When we say that a CPU is "32-bit" or "64-bit", it refers to the width of the arithmetic logical unit (ALU) in the CPU, this corresponds to the number of registers in the CPU. The larger the number of digits, the larger the data processed at a time. More information can be processed.
In computer systems, the data bus width is usually the same as that of ALU, but there are exceptions.
In the computer architecture, the most natural address bus width should be consistent with the data bus width [Linux KernelSource codeScenario Analysis]. This is becauseProgramFrom the design point of view, an address is also a pointer, preferably the same length as an integer.
Pointer appears in the programming of advanced languages. In assembly, there is no pointer, and some are addresses. Every memory unit in the computer is addressing.
All accesses are carried out through the address. The advanced language masks these low-level hardware details.

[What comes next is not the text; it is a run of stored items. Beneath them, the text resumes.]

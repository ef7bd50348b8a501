//! Persistence: the audit database and the versioned state store.
//!
//! - [`Database`] writes the append-only audit trail (queries, decisions,
//!   responses, feedback) with explicit transaction boundaries.
//! - [`PostgresStateStore`] persists bandit posteriors under optimistic
//!   locking so multiple router processes can write safely.
//! - [`MigrationRunner`] applies the schema idempotently at startup.

pub mod database;
pub mod migrations;
pub mod schema;
pub mod state_store;

pub use database::Database;
pub use migrations::{MigrationError, MigrationRunner};
pub use state_store::{PostgresStateStore, BASE_DELAY_MS, MAX_DELAY_MS, MAX_RETRIES};
//! Execution with automatic failover across the fallback chain.
//!
//! The executor walks the decision's chain — primary first, then fallbacks in
//! order — calling the external completion client with a per-arm timeout.
//! Failures are classified and recorded; the first success wins. The
//! executor mutates no bandit state and persists nothing: attribution of the
//! collected failures is the caller's job.

use std::time::Duration;

use async_trait::async_trait;

use crate::error::{CallError, ExecutionError};
use crate::models::{Response, RoutingDecision};

/// Output of one successful external LLM call.
#[derive(Debug, Clone)]
pub struct CompletionOutput {
    /// Response text (JSON for structured outputs).
    pub text: String,
    /// Cost in dollars.
    pub cost: f64,
    /// Latency in seconds.
    pub latency: f64,
    /// Total tokens used.
    pub tokens: u32,
    /// Client-side quality estimate (0.0 - 1.0), when the caller has one
    /// (schema validity, judge score). `None` falls back to the arm's prior.
    pub quality: Option<f64>,
}

/// Black-box LLM call interface.
///
/// Implementations own per-arm retries and provider specifics; the executor
/// only retries across *different* arms.
#[async_trait]
pub trait CompletionClient: Send + Sync {
    /// Call the given model with the prompt and an optional JSON schema the
    /// response text must conform to. Schema violations are surfaced as
    /// [`CallError::SchemaParse`].
    async fn call(
        &self,
        model_id: &str,
        prompt: &str,
        schema: Option<&serde_json::Value>,
    ) -> Result<CompletionOutput, CallError>;
}

/// Result of executing a routing decision.
#[derive(Debug, Clone)]
pub struct ExecutionResult {
    /// The successful response.
    pub response: Response,
    /// Arm that actually served the request.
    pub model_used: String,
    /// True when a fallback arm served the request.
    pub was_fallback: bool,
    /// The decision's primary arm.
    pub original_model: String,
    /// Arms that failed before the success, in attempt order.
    pub failed_models: Vec<String>,
    /// Observed quality estimate passed through from the client, if any.
    pub quality: Option<f64>,
}

/// Executes routing decisions against a completion client.
#[derive(Debug, Clone)]
pub struct ModelExecutor {
    timeout: Duration,
}

impl ModelExecutor {
    /// Create an executor with the given per-arm timeout.
    pub fn new(timeout: Duration) -> Self {
        Self { timeout }
    }

    /// Per-arm timeout.
    pub fn timeout(&self) -> Duration {
        self.timeout
    }

    /// Try the primary, then each fallback in order, until one call succeeds.
    ///
    /// # Errors
    ///
    /// `ExecutionError::AllModelsFailed` with the ordered per-arm errors when
    /// every arm in the chain fails.
    pub async fn execute_with_fallback(
        &self,
        client: &dyn CompletionClient,
        decision: &RoutingDecision,
        prompt: &str,
        schema: Option<&serde_json::Value>,
    ) -> Result<ExecutionResult, ExecutionError> {
        let mut chain = Vec::with_capacity(1 + decision.fallback_chain.len());
        chain.push(decision.selected_model.as_str());
        for model in &decision.fallback_chain {
            if model != &decision.selected_model {
                chain.push(model.as_str());
            }
        }

        let mut errors: Vec<(String, CallError)> = Vec::new();

        for model_id in chain {
            match self.call_one(client, model_id, prompt, schema).await {
                Ok(output) => {
                    let was_fallback = model_id != decision.selected_model;
                    if was_fallback {
                        tracing::info!(
                            model = model_id,
                            original = %decision.selected_model,
                            failed = errors.len(),
                            "fallback arm served the request"
                        );
                    }
                    let response = Response::new(
                        decision.query_id.clone(),
                        model_id,
                        output.text,
                        output.cost,
                        output.latency,
                        output.tokens,
                    );
                    return Ok(ExecutionResult {
                        response,
                        model_used: model_id.to_string(),
                        was_fallback,
                        original_model: decision.selected_model.clone(),
                        failed_models: errors.iter().map(|(m, _)| m.clone()).collect(),
                        quality: output.quality,
                    });
                }
                Err(err) => {
                    tracing::warn!(
                        model = model_id,
                        error = %err,
                        "model failed, trying next in fallback chain"
                    );
                    errors.push((model_id.to_string(), err));
                }
            }
        }

        Err(ExecutionError::AllModelsFailed { errors })
    }

    /// One call with the per-arm timeout applied.
    async fn call_one(
        &self,
        client: &dyn CompletionClient,
        model_id: &str,
        prompt: &str,
        schema: Option<&serde_json::Value>,
    ) -> Result<CompletionOutput, CallError> {
        match tokio::time::timeout(self.timeout, client.call(model_id, prompt, schema)).await {
            Ok(result) => result,
            Err(_) => Err(CallError::Timeout {
                seconds: self.timeout.as_secs(),
            }),
        }
    }
}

The data processed by the program is stored in the data object, and the data object can be used in a specific storage location, occupying a certain amount of space.
Save the ticket.
Because the address needed to access the memory, the pointer variable is introduced in the advanced language to store the address of the Data Object and access the memory.
A variable with an address value is a pointer variable.
Since the pointer stores the address, it is necessary to be able to address all memory units, that is, the pointer size is the system addressing range.
All pointers occupy the same storage size, because their values are addresses, which are usually represented by a machine word. Then the machine word is usually the same as the address range, it is best to keep the data bus and address bus widths consistent in programming.
We know that the 32-bit address bus can address 4 GB of address space (0 ~ 232
-1) the pointer is a variable.
And it also occupies the memory unit. In a 32-bit system, the integer int value is also 32-bit.